Credits: This package includes a modified version of the excellent wikiextractor code. It also builds on various existing NLP tools, most notably NLTK, SentencePiece and FastText.

Installation

We recommend installing this package in a virtual environment. If you do not have virtualenv installed, you can get it in the following way:

sudo apt update
sudo apt install python3-setuptools
sudo apt install python3-pip
sudo apt install python3-virtualenv

Then, create a directory for wikiloader, make your virtual environment and install the package:

mkdir wikiloader
cd wikiloader
virtualenv env && source env/bin/activate
pip install git+https://github.com/possible-worlds-xyz/wikiloader.git

Loading a Wikipedia snapshot

Wikipedia dumps can be very large and take several hours to be downloaded and processed.

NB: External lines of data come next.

//! SurrealDB integration for localized job listings.
//!
//! This crate provides database connectivity, the translation store and the
//! repositories for listings and their applications.
//!
//! # Features
//!
//! - `memory` (default): Use in-memory storage for testing
//! - `rocksdb`: Use RocksDB for persistent file-based storage

mod config;
mod connection;
pub mod query;
mod records;
pub mod repositories;
mod schema;

pub use config::{DEFAULT_LATEST_LIMIT, RepositoryConfig};
pub use connection::{Database, DbConfig, DbError, connect};
pub use query::{Comparison, FilterValue, JobQuery, SortDirection};
pub use repositories::{JobApplicationRepository, JobListingRepository, TranslationStore};
pub use schema::init_schema;

/// Connect and initialize the schema.
///
/// This should be called once at application startup; the returned handle
/// is shared by cloning it into each repository.
pub async fn init(config: &DbConfig) -> Result<Database, DbError> {
    let db = connect(config).await?;
    init_schema(&db).await?;
    Ok(db)
}
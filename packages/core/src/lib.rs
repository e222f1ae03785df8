//! Core domain types for localized job listings.
//!
//! This crate contains the types shared by the persistence and search packages:
//! - JobListing and JobTranslation for localized listing content
//! - JobApplication for the dependent application records
//! - The validation layer and the slug strategy used before every write

mod application;
mod listing;
mod locale;
pub mod slug;
pub mod validation;

pub use application::{JobApplication, JobApplicationId};
pub use listing::{JobAttributes, JobField, JobListing, JobListingId, JobTranslation};
pub use locale::{Locale, LocaleError};
pub use slug::{Parameterize, SlugStrategy};
pub use validation::{FieldError, MAX_TEXT_LENGTH, ValidationErrors, validate};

So WikiLoader allows you to set a limit on the number of files you download. Download happens in order, from snapshot file number 1 up.

Here is an example usage, which loads and processes two files from the English Wikipedia dump:

from wikiloader.wikiloader import WikiLoader

lang = 'en'

print("Running WikiLoader")
wikiloader = WikiLoader(lang)
wikiloader.mk_wiki_data(2)

By default, the resulting corpus shows documents between tags. The opening tag contains additional information: the title of the page, its url, and the categories it belongs to.

You have further options to preprocess your corpus as you are extracting it. You can choose to 1) tokenize (using the nltk package); 2) lowercase; 3) leave out document boundaries; 4) only extract particular sections of the Wikipedia documents. For instance, to extract the same corpus as above tokenized and lowercased, with no document boundaries, we would write the following:

from wikiloader.wikiloader import WikiLoader

lang = 'en'

print("Running WikiLoader")
wikiloader = WikiLoader(lang)
wikiloader.mk_wiki_data(2, tokenize=True, lower=True, doctags=False)

We will show an example of section filtering in the next section.

Category processing

This module relies on the Wikipedia API. The first thing you may want to do when playing with categories is to get the list of all categories for a language. You can do this as follows.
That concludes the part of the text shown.